If you want to work in a field that uses high-intensity, hands-on care, Psychiatric R.N.s are for you. They work in all areas of the healthcare system, including mental health services, substance abuse treatment, and educational programming. These are challenging, rewarding jobs, often requiring two-year or four-year programs. Some specialties have specific Psychiatric R.N. tracks, while others employ generalists who work in a variety of settings.

Continuum of Care Registered Nurse (CC-R.N.)

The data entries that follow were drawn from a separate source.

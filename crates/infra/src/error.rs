//! Error types surfaced by the stock subsystem.

use thiserror::Error;

use tilestock_core::DomainError;
use tilestock_inventory::ReservationStatus;

/// Failure reported by a store implementation.
#[derive(Debug, Error, Clone, PartialEq, Eq)]
pub enum StoreError {
    #[error("not found: {0}")]
    NotFound(String),

    /// Stale record version (optimistic concurrency).
    #[error("version conflict on {key} (expected {expected}, actual {actual})")]
    VersionConflict {
        key: String,
        expected: u64,
        actual: u64,
    },

    /// A reservation moved out of the status the writer read.
    #[error("reservation {id} is {actual:?}, expected {expected:?}")]
    ReservationConflict {
        id: String,
        expected: ReservationStatus,
        actual: ReservationStatus,
    },

    #[error("invalid state: {0}")]
    InvalidState(String),

    #[error("duplicate: {0}")]
    Duplicate(String),

    /// Backing store I/O failure (or a poisoned lock in-process).
    #[error("transaction failed: {0}")]
    Transaction(String),
}

impl StoreError {
    /// Lost an optimistic race; re-read and retry.
    pub fn is_conflict(&self) -> bool {
        matches!(
            self,
            StoreError::VersionConflict { .. } | StoreError::ReservationConflict { .. }
        )
    }
}

/// Error returned to callers of the stock operations.
#[derive(Debug, Error, Clone, PartialEq, Eq)]
pub enum StockError {
    /// Unknown product, location, reservation, movement or alert.
    #[error("not found: {0}")]
    NotFound(String),

    #[error("insufficient stock: requested {requested}, available {available}")]
    InsufficientStock { requested: i64, available: i64 },

    /// The change would drive a quantity negative or break a state-machine rule.
    #[error("invalid state: {0}")]
    InvalidState(String),

    #[error("validation failed: {0}")]
    Validation(String),

    /// Lost an optimistic concurrency race. Retried internally; callers only
    /// ever see [`StockError::ConcurrentUpdateFailure`].
    #[error("version conflict: {0}")]
    VersionConflict(String),

    #[error("concurrent update failure after {attempts} attempts")]
    ConcurrentUpdateFailure { attempts: u32 },

    #[error("transaction failure: {0}")]
    TransactionFailure(String),
}

impl StockError {
    pub fn not_found(what: impl Into<String>) -> Self {
        Self::NotFound(what.into())
    }

    pub fn invalid_state(msg: impl Into<String>) -> Self {
        Self::InvalidState(msg.into())
    }

    pub fn validation(msg: impl Into<String>) -> Self {
        Self::Validation(msg.into())
    }

    /// Stable machine-readable code.
    pub fn code(&self) -> &'static str {
        match self {
            StockError::NotFound(_) => "not_found",
            StockError::InsufficientStock { .. } => "insufficient_stock",
            StockError::InvalidState(_) => "invalid_state",
            StockError::Validation(_) => "validation_error",
            StockError::VersionConflict(_) | StockError::ConcurrentUpdateFailure { .. } => {
                "concurrent_update"
            }
            StockError::TransactionFailure(_) => "transaction_failure",
        }
    }

    /// Text the storefront / admin screens show.
    pub fn user_message(&self) -> String {
        match self {
            StockError::InsufficientStock { .. } => "not enough stock available".to_string(),
            StockError::VersionConflict(_) | StockError::ConcurrentUpdateFailure { .. } => {
                "please retry, stock was updated concurrently".to_string()
            }
            StockError::TransactionFailure(_) => {
                "stock service is temporarily unavailable".to_string()
            }
            other => other.to_string(),
        }
    }
}

impl From<DomainError> for StockError {
    fn from(value: DomainError) -> Self {
        match value {
            DomainError::Validation(msg) | DomainError::InvalidId(msg) => StockError::Validation(msg),
            DomainError::InvalidState(msg) => StockError::InvalidState(msg),
            DomainError::InsufficientStock {
                requested,
                available,
            } => StockError::InsufficientStock {
                requested,
                available,
            },
            DomainError::NotFound(what) => StockError::NotFound(what),
            e @ DomainError::VersionConflict { .. } => StockError::VersionConflict(e.to_string()),
        }
    }
}

impl From<StoreError> for StockError {
    fn from(value: StoreError) -> Self {
        match value {
            StoreError::NotFound(what) => StockError::NotFound(what),
            e if e.is_conflict() => StockError::VersionConflict(e.to_string()),
            StoreError::InvalidState(msg) | StoreError::Duplicate(msg) => {
                StockError::InvalidState(msg)
            }
            StoreError::Transaction(msg) => StockError::TransactionFailure(msg),
            e => StockError::TransactionFailure(e.to_string()),
        }
    }
}
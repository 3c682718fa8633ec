use crate::bulletin::ClassRun;
use anyhow::{anyhow, Context};
use serde::Serialize;
use serde_json::json;
use sha2::{Digest, Sha256};
use std::collections::HashSet;
use std::fs::File;
use std::io::{Read, Write};
use std::path::Path;
use uuid::Uuid;
use zip::write::FileOptions;
use zip::{CompressionMethod, ZipArchive, ZipWriter};

const MANIFEST_ENTRY: &str = "manifest.json";
const STATISTICS_ENTRY: &str = "statistics.json";
pub const BUNDLE_FORMAT_V1: &str = "bulletind-class-bundle-v1";

#[derive(Debug, Clone, Serialize)]
#[serde(rename_all = "camelCase")]
pub struct ExportSummary {
    pub bundle_format: String,
    pub bundle_id: String,
    pub entry_count: usize,
}

#[derive(Debug, Clone, Serialize)]
#[serde(rename_all = "camelCase")]
pub struct VerifySummary {
    pub bundle_format: String,
    pub bundle_id: String,
    pub entry_count: usize,
    pub valid: bool,
    pub mismatches: Vec<String>,
}

fn sha256_hex(bytes: &[u8]) -> String {
    Sha256::digest(bytes)
        .iter()
        .map(|b| format!("{b:02x}"))
        .collect()
}

fn entry_name(idx: usize, key: &str) -> String {
    let safe: String = key
        .chars()
        .map(|c| {
            if c.is_ascii_alphanumeric() || c == '-' || c == '_' {
                c
            } else {
                '_'
            }
        })
        .collect();
    format!("bulletins/{:03}-{}.json", idx + 1, safe)
}

/// Writes every bulletin of a class run, the class statistics and a manifest
/// carrying a SHA-256 digest per entry.
pub fn export_class_bundle(run: &ClassRun<'_>, out_path: &Path) -> anyhow::Result<ExportSummary> {
    let bulletins = run
        .bulletins()
        .map_err(|e| anyhow!("failed to assemble bulletins: {}", e))?;

    if let Some(parent) = out_path.parent() {
        std::fs::create_dir_all(parent)
            .with_context(|| format!("failed to create directory {}", parent.to_string_lossy()))?;
    }
    let out_file = File::create(out_path).with_context(|| {
        format!(
            "failed to create output file {}",
            out_path.to_string_lossy()
        )
    })?;
    let mut zip = ZipWriter::new(out_file);
    let opts = FileOptions::default().compression_method(CompressionMethod::Deflated);

    let mut entries: Vec<(String, Vec<u8>)> = Vec::with_capacity(bulletins.len() + 1);
    let statistics = json!({
        "class": run.class_summary(),
        "policy": run.policy(),
        "statistics": run.statistics(),
        "ranking": run.ranking(),
    });
    entries.push((
        STATISTICS_ENTRY.to_string(),
        serde_json::to_vec_pretty(&statistics).context("failed to serialize statistics")?,
    ));
    for (idx, b) in bulletins.iter().enumerate() {
        let key = if b.student.matricule.trim().is_empty() {
            &b.student.id
        } else {
            &b.student.matricule
        };
        entries.push((
            entry_name(idx, key),
            serde_json::to_vec_pretty(b).context("failed to serialize bulletin")?,
        ));
    }

    let mut digests = Vec::with_capacity(entries.len());
    for (name, bytes) in &entries {
        zip.start_file(name.as_str(), opts)
            .with_context(|| format!("failed to start entry {}", name))?;
        zip.write_all(bytes)
            .with_context(|| format!("failed to write entry {}", name))?;
        digests.push(json!({ "path": name, "sha256": sha256_hex(bytes) }));
    }

    let bundle_id = Uuid::new_v4().to_string();
    let class = run.class_summary();
    let manifest = json!({
        "format": BUNDLE_FORMAT_V1,
        "version": 1,
        "appVersion": env!("CARGO_PKG_VERSION"),
        "bundleId": bundle_id,
        "exportedAt": chrono::Utc::now().to_rfc3339(),
        "classId": class.id,
        "period": run.period(),
        "entries": digests,
    });
    zip.start_file(MANIFEST_ENTRY, opts)
        .context("failed to start manifest entry")?;
    zip.write_all(
        serde_json::to_string_pretty(&manifest)
            .context("failed to serialize manifest")?
            .as_bytes(),
    )
    .context("failed to write manifest entry")?;
    zip.finish().context("failed to finalize zip bundle")?;

    tracing::info!(
        class = %class.id,
        entries = entries.len(),
        path = %out_path.to_string_lossy(),
        "exported class bundle"
    );

    Ok(ExportSummary {
        bundle_format: BUNDLE_FORMAT_V1.to_string(),
        bundle_id,
        entry_count: entries.len() + 1,
    })
}

pub fn verify_class_bundle(in_path: &Path) -> anyhow::Result<VerifySummary> {
    let in_file = File::open(in_path)
        .with_context(|| format!("failed to open bundle {}", in_path.to_string_lossy()))?;
    let mut archive = ZipArchive::new(in_file).context("invalid zip archive")?;

    let mut manifest_text = String::new();
    archive
        .by_name(MANIFEST_ENTRY)
        .context("bundle missing manifest.json")?
        .read_to_string(&mut manifest_text)
        .context("failed to read manifest.json")?;
    let manifest: serde_json::Value =
        serde_json::from_str(&manifest_text).context("manifest.json is invalid JSON")?;
    let format = manifest
        .get("format")
        .and_then(|v| v.as_str())
        .unwrap_or("");
    if format != BUNDLE_FORMAT_V1 {
        return Err(anyhow!("unsupported bundle format: {}", format));
    }
    let bundle_id = manifest
        .get("bundleId")
        .and_then(|v| v.as_str())
        .unwrap_or("")
        .to_string();

    let listed = manifest
        .get("entries")
        .and_then(|v| v.as_array())
        .cloned()
        .unwrap_or_default();
    let mut mismatches = Vec::new();
    if listed.is_empty() {
        mismatches.push("manifest lists no entries".to_string());
    }
    let mut seen: HashSet<String> = HashSet::new();
    for e in &listed {
        let (Some(path), Some(expected)) = (
            e.get("path").and_then(|v| v.as_str()),
            e.get("sha256").and_then(|v| v.as_str()),
        ) else {
            mismatches.push("manifest entry without path or sha256".to_string());
            continue;
        };
        seen.insert(path.to_string());
        let mut bytes = Vec::new();
        match archive.by_name(path) {
            Ok(mut f) => {
                f.read_to_end(&mut bytes)
                    .with_context(|| format!("failed to read entry {}", path))?;
            }
            Err(_) => {
                mismatches.push(format!("{}: missing", path));
                continue;
            }
        }
        if sha256_hex(&bytes) != expected {
            mismatches.push(format!("{}: digest mismatch", path));
        }
    }

    let mut unlisted: Vec<&str> = archive
        .file_names()
        .filter(|name| *name != MANIFEST_ENTRY && !name.ends_with('/') && !seen.contains(*name))
        .collect();
    unlisted.sort_unstable();
    for name in unlisted {
        mismatches.push(format!("{}: not in manifest", name));
    }

    Ok(VerifySummary {
        bundle_format: format.to_string(),
        bundle_id,
        entry_count: listed.len(),
        valid: mismatches.is_empty(),
        mismatches,
    })
}
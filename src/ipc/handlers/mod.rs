pub mod core;
pub mod exchange;
pub mod grades;
pub mod reports;
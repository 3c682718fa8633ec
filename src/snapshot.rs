use crate::calc::CalcError;
use crate::model::{ClassInfo, GradeEntry, Records, Student, Subject};
use crate::validate::{validate_grade, validate_records, ValidationIssue};
use anyhow::Context;
use serde::Serialize;
use serde_json::json;
use std::borrow::Cow;
use std::path::Path;

pub const SNAPSHOT_FILE: &str = "school.json";

#[derive(Debug, Clone, Serialize)]
#[serde(rename_all = "camelCase")]
pub struct LoadSummary {
    pub classes: usize,
    pub students: usize,
    pub subjects: usize,
    pub grades: usize,
    pub rejected: Vec<ValidationIssue>,
}

/// Read-only view over validated records. Nothing in here is ever written back.
#[derive(Debug, Clone, Default)]
pub struct Snapshot {
    records: Records,
}

impl Snapshot {
    /// Validates `records`. With `skip_invalid`, grade entries failing
    /// validation are dropped and reported; any other issue fails the load.
    pub fn from_records(
        mut records: Records,
        skip_invalid: bool,
    ) -> Result<(Snapshot, LoadSummary), CalcError> {
        let issues = validate_records(&records);
        let mut rejected: Vec<ValidationIssue> = Vec::new();

        if !issues.is_empty() {
            let only_grades = issues.iter().all(|i| i.entity == "grade");
            if !(skip_invalid && only_grades) {
                return Err(CalcError::new(
                    "validation_failed",
                    format!("{} record(s) failed validation", issues.len()),
                )
                .with_details(json!({ "issues": issues })));
            }
            records.grades.retain(|g| {
                let found = validate_grade(g);
                if found.is_empty() {
                    return true;
                }
                tracing::warn!(grade = %g.id, student = %g.student_id, "rejected grade entry");
                rejected.extend(found);
                false
            });
        }

        let summary = LoadSummary {
            classes: records.classes.len(),
            students: records.students.len(),
            subjects: records.subjects.len(),
            grades: records.grades.len(),
            rejected,
        };
        Ok((Snapshot { records }, summary))
    }

    pub fn read_workspace_records(workspace: &Path) -> anyhow::Result<Option<Records>> {
        let path = workspace.join(SNAPSHOT_FILE);
        if !path.is_file() {
            return Ok(None);
        }
        let text = std::fs::read_to_string(&path)
            .with_context(|| format!("failed to read {}", path.to_string_lossy()))?;
        let records: Records = serde_json::from_str(&text)
            .with_context(|| format!("{} is not a valid records file", path.to_string_lossy()))?;
        Ok(Some(records))
    }

    pub fn class(&self, class_id: &str) -> Option<&ClassInfo> {
        self.records.classes.iter().find(|c| c.id == class_id)
    }

    pub fn student(&self, student_id: &str) -> Option<&Student> {
        self.records.students.iter().find(|s| s.id == student_id)
    }

    /// Students of a class in roster order.
    pub fn cohort(&self, class_id: &str) -> Vec<&Student> {
        self.records
            .students
            .iter()
            .filter(|s| s.class_id == class_id)
            .collect()
    }

    /// Subjects taught at the class's level, in record order.
    pub fn applicable_subjects(&self, class: &ClassInfo) -> Vec<Subject> {
        self.records
            .subjects
            .iter()
            .filter(|s| s.applies_to(&class.level))
            .cloned()
            .collect()
    }

    pub fn subject(&self, subject_id: &str) -> Option<&Subject> {
        self.records.subjects.iter().find(|s| s.id == subject_id)
    }

    /// Grades of the requested year, defaulting to the class's own year. Only a
    /// class without a year sees every entry.
    pub fn class_grades(
        &self,
        class: &ClassInfo,
        academic_year: Option<&str>,
    ) -> Cow<'_, [GradeEntry]> {
        let year = academic_year.or_else(|| {
            Some(class.academic_year.as_str()).filter(|y| !y.trim().is_empty())
        });
        self.grades(year)
    }

    pub fn grades(&self, academic_year: Option<&str>) -> Cow<'_, [GradeEntry]> {
        match academic_year {
            None => Cow::Borrowed(&self.records.grades),
            Some(year) => Cow::Owned(
                self.records
                    .grades
                    .iter()
                    .filter(|g| g.academic_year == year)
                    .cloned()
                    .collect(),
            ),
        }
    }
}
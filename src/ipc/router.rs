use super::handlers;
use super::types::{AppState, Request};
use crate::ipc::error::err;

pub fn handle_request(state: &mut AppState, req: Request) -> serde_json::Value {
    tracing::debug!(id = %req.id, method = %req.method, "request");

    if let Some(resp) = handlers::core::try_handle(state, &req) {
        return resp;
    }
    if let Some(resp) = handlers::grades::try_handle(state, &req) {
        return resp;
    }
    if let Some(resp) = handlers::reports::try_handle(state, &req) {
        return resp;
    }
    if let Some(resp) = handlers::exchange::try_handle(state, &req) {
        return resp;
    }

    err(
        &req.id,
        "not_implemented",
        format!("unknown method: {}", req.method),
        None,
    )
}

If you want to work in a field that uses high-intensity, hands-on care, the CC-R.N. is for you. These are challenging, rewarding jobs, often requiring two-year or four-year programs. Many specialties have specific tracks for the CC-R.N., and most have programs that employ generalists who work in a variety of settings. Some CC-R.N. programs also employ clinical researchers to conduct applied research in the fields of nursing and health policy.

Advanced Practice Nurse

If you want to work in a field that uses high-intensity, hands-on care, the Advanced Practice Nurse is for you. These are challenging, rewarding jobs, often requiring two-year or four-year programs. Some specialties have specific tracks for the Advanced Practice Nurse, while others employ generalists who work in a variety of settings. Some specialties have adoption trackers who want to get involved in the after-care of infants and children, while others employ generalists who want to work with adults.

Conclusion

As the number of nursing jobs continues to grow, so do the number of career options for those who want to pursue a career in nursing. The number one reason people give for not wanting to become a nurse is financial, so the best way to get into nursing is to get into the workforce planning and saving for a nursing degree. Once you have a degree, you can explore a variety of career options, such as nursing, boba nursing, or even nursing assistant. It’s important to remember that being a nurse isn’t just about giving care — it’s about more than that.

Noah Chapman
Hello, Im Noah Chapman. Im Editor And SEO analysis for Cambridgehack.com. Im a man with 3 beautiful angels towards me. That my beautiful wife, and two beautiful daughters.